TASK STATEMENT
Reprint every entry, character for character.

── RECORDS FOR THE TASK

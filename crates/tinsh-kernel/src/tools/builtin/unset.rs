//! unset — Remove variables.

use async_trait::async_trait;

use crate::interpreter::{ExecResult, Session};
use crate::tools::Tool;

/// Unset tool: removing a name that is not set is not an error.
pub struct Unset;

#[async_trait]
impl Tool for Unset {
    fn name(&self) -> &str {
        "unset"
    }

    async fn execute(&self, args: Vec<String>, session: &mut Session) -> ExecResult {
        for name in &args {
            if session.remove_var(name).is_some() {
                tracing::trace!(name = %name, "unset");
            }
        }
        ExecResult::success("")
    }
}
//! cat — Emit the previous pipeline stage's output.
//!
//! There is no filesystem, so `cat` only reads the stage buffer.

use async_trait::async_trait;

use crate::interpreter::{ExecResult, Session};
use crate::tools::Tool;

pub struct Cat;

#[async_trait]
impl Tool for Cat {
    fn name(&self) -> &str {
        "cat"
    }

    async fn execute(&self, args: Vec<String>, session: &mut Session) -> ExecResult {
        if let Some(path) = args.first() {
            return ExecResult::failure(1, format!("cat: {path}: no such file"));
        }
        ExecResult::success(session.stage_buffer().unwrap_or_default())
    }
}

────

ANSWER TO THE EXERCISE
filename crates/tinsh-kernel/src/tools/builtin/unset.rs
//! unset — Remove variables.

use async_trait::async_trait;

use crate::interpreter::{ExecResult, Session};
use crate::tools::Tool;

/// Unset tool: removing a name that is not set is not an error.
pub struct Unset;

#[async_trait]
impl Tool for Unset {
    fn name(&self) -> &str {
        "unset"
    }

    async fn execute(&self, args: Vec<String>, session: &mut Session) -> ExecResult {
        for name in &args {
            if session.remove_var(name).is_some() {
                tracing::trace!(name = %name, "unset");
            }
        }
        ExecResult::success("")
    }
}
//! cat — Emit the previous pipeline stage's output.
//!
//! There is no filesystem, so `cat` only reads the stage buffer.

use async_trait::async_trait;

use crate::interpreter::{ExecResult, Session};
use crate::tools::Tool;

pub struct Cat;

#[async_trait]
impl Tool for Cat {
    fn name(&self) -> &str {
        "cat"
    }

    async fn execute(&self, args: Vec<String>, session: &mut Session) -> ExecResult {
        if let Some(path) = args.first() {
            return ExecResult::failure(1, format!("cat: {path}: no such file"));
        }
        ExecResult::success(session.stage_buffer().unwrap_or_default())
    }
}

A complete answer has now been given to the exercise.